I called him and he counseled me. He is he has that in him, a type of counselor, and I value him so deeply in my life. But then like like he'll call me up and he'll be like, do you want to go to lunch? And I'm like, yeah, I mean because you sound like you want to go so bad, Like is it a chore or do you want to go? Just like no, I want to lunch with you, Like all right, let's go to lunch. And then you go to lunch and I was just sort of like, are you liking our lunch. Are we having

a good lunch? How are you tell me about you? And all this so funny, but then like if I were to do you know what I mean? So it's like very much like the Pammed White where Pam will

like be like, oh, I love Dwight. I'm gonna go say something nice to him, and then he'll just be like, Pam, something about knives, something about snakes or bears, and she's like, yeah, okay, right, okay, But so I guess, um, I feel deeply loved by Rain, and I think Pam fell deeply loved by Dwight as well, Like they had a real bond, they really cared for

one another eventually eventually yeah. Um. Well, and it's similar to your relationship with Michael, right, I mean from where that relationship started and him fake firing you to him leaving and you you having sort of that final moment with him, Um, what did he say to you? Well, it wasn't so much what he said to me. Um. Paul Fie directed that episode Goodbye Michael, and Uh we were at the airport and Paul Fiq said, Jenna, I want you to just run up and just say goodbye.

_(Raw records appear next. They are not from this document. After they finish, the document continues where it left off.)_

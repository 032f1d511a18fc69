//! Document engine traits: PDF text extraction and DOCX to PDF conversion

use async_trait::async_trait;

use crate::error::Result;
use crate::types::{ConvertedDocument, ExtractedText, UploadedDocument};

/// Pulls plain text out of a paginated document
///
/// Implementations:
/// - `PdfTextExtractor`: pdf-extract with a lopdf fallback
#[async_trait]
pub trait TextExtractor: Send + Sync {
    /// Text of every page, concatenated in page order
    async fn extract(&self, document: &UploadedDocument) -> Result<ExtractedText>;

    /// Get extractor name for logging
    fn name(&self) -> &str;
}

/// Turns a word-processing document into a PDF
///
/// Implementations:
/// - `LibreOfficeConverter`: headless LibreOffice subprocess
#[async_trait]
pub trait DocumentConverter: Send + Sync {
    /// Convert the upload; temporary files never outlive the call
    async fn convert(&self, document: &UploadedDocument) -> Result<ConvertedDocument>;

    /// Check if the external converter can be run
    async fn is_available(&self) -> bool;

    /// Get converter name for logging
    fn name(&self) -> &str;
}
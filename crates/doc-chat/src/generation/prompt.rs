//! Prompt templates for document and general queries

use crate::error::{Error, Result};
use crate::types::GenerationRequest;

/// Prompt builder
pub struct PromptBuilder;

impl PromptBuilder {
    /// Build the prompt sent to the model for a request
    pub fn build(request: &GenerationRequest) -> String {
        match &request.context_text {
            Some(context) => Self::document_prompt(context, &request.user_message),
            None => request.user_message.clone(),
        }
    }

    /// Embed the whole document text followed by the question. The text is
    /// never truncated or chunked.
    pub fn document_prompt(context: &str, question: &str) -> String {
        format!(
            "Given the following text from a PDF:\n\n{}\n\nAnswer this question: {}",
            context, question
        )
    }

    /// Fail with `PromptTooLarge` if the prompt exceeds `limit` characters
    pub fn ensure_within_limit(prompt: &str, limit: usize) -> Result<()> {
        // Byte length bounds the character count from above
        if prompt.len() <= limit {
            return Ok(());
        }
        let size = prompt.chars().count();
        if size > limit {
            return Err(Error::PromptTooLarge { size, limit });
        }
        Ok(())
    }
}
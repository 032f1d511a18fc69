//! HTTP server for doc-chat

pub mod extract;
pub mod routes;
pub mod state;
pub mod ui;

use axum::{http::HeaderName, routing::get, Router};
use std::net::SocketAddr;
use tower_http::{
    compression::CompressionLayer,
    cors::{Any, CorsLayer},
    trace::TraceLayer,
};

use crate::config::ChatConfig;
use crate::error::{Error, Result};
use extract::SESSION_HEADER;
use state::AppState;

/// doc-chat HTTP server
pub struct DocChatServer {
    config: ChatConfig,
    state: AppState,
}

impl DocChatServer {
    /// Create a server with the production collaborators
    pub fn new(config: ChatConfig) -> Result<Self> {
        config.validate()?;
        let state = AppState::new(config.clone())?;
        Ok(Self { config, state })
    }

    /// Create a server around prepared state
    pub fn with_state(state: AppState) -> Self {
        Self {
            config: state.config().clone(),
            state,
        }
    }

    /// The router with all routes and middleware
    pub fn router(&self) -> Router {
        build_router(self.state.clone())
    }

    /// Start the server
    pub async fn start(self) -> Result<()> {
        let addr: SocketAddr = self
            .address()
            .parse()
            .map_err(|e| Error::Config(format!("Invalid address: {}", e)))?;

        let router = self.router();

        tracing::info!("Starting doc-chat on http://{}", addr);
        tracing::info!("API description: http://{}/api/info", addr);

        let listener = tokio::net::TcpListener::bind(addr)
            .await
            .map_err(|e| Error::Config(format!("Failed to bind: {}", e)))?;

        axum::serve(listener, router)
            .await
            .map_err(|e| Error::Internal(format!("Server error: {}", e)))?;

        Ok(())
    }

    /// Get the server address
    pub fn address(&self) -> String {
        format!("{}:{}", self.config.server.host, self.config.server.port)
    }
}

/// Build the router with all routes
pub fn build_router(state: AppState) -> Router {
    let server = &state.config().server;
    let max_upload_size = server.max_upload_size;
    let enable_cors = server.enable_cors;

    let router = Router::new()
        .route("/", get(ui::index))
        // Health check
        .route("/health", get(health_check))
        .route("/ready", get(readiness))
        .nest("/api", routes::api_routes(max_upload_size))
        .with_state(state)
        // Middleware layers (applied bottom to top)
        .layer(TraceLayer::new_for_http())
        .layer(CompressionLayer::new());

    if enable_cors {
        let cors = CorsLayer::new()
            .allow_origin(Any)
            .allow_methods(Any)
            .allow_headers(Any)
            .expose_headers([HeaderName::from_static(SESSION_HEADER)]);
        router.layer(cors)
    } else {
        router
    }
}

/// Health check endpoint
async fn health_check() -> &'static str {
    "OK"
}

/// Readiness check endpoint
async fn readiness(state: axum::extract::State<AppState>) -> axum::http::StatusCode {
    if state.is_ready() {
        axum::http::StatusCode::OK
    } else {
        axum::http::StatusCode::SERVICE_UNAVAILABLE
    }
}
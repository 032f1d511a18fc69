//! Document ingestion: PDF text extraction and DOCX conversion

pub mod converter;
pub mod pdf;

pub use converter::LibreOfficeConverter;
pub use pdf::PdfTextExtractor;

To Steve. Your friend, Steve, this is your last scene with him, so say goodbye. We're not going to use the sound. We're just going to have a spy shot on you. So I thought, okay. So I ran up to Steve and I just told him all the ways I was going to miss him and how grateful I was for his friendship and the privilege of working with him. And I'm sobbing, and he's sobbing, and we're hugging and and I didn't want to let him go, and I

didn't want the scene to end. And then finally paulfy you know, says cut and he was like, Jenna, that was that was brilliant. Can you do it again? But just a little faster because it had been like five minutes. He was like, we just need to tighten it up a little because they wanted him to actually work ahead and they had one camera. There was only one shot that they couldn't edit. Is so great. I was like, just tighten it up a little, but sweetie, great job.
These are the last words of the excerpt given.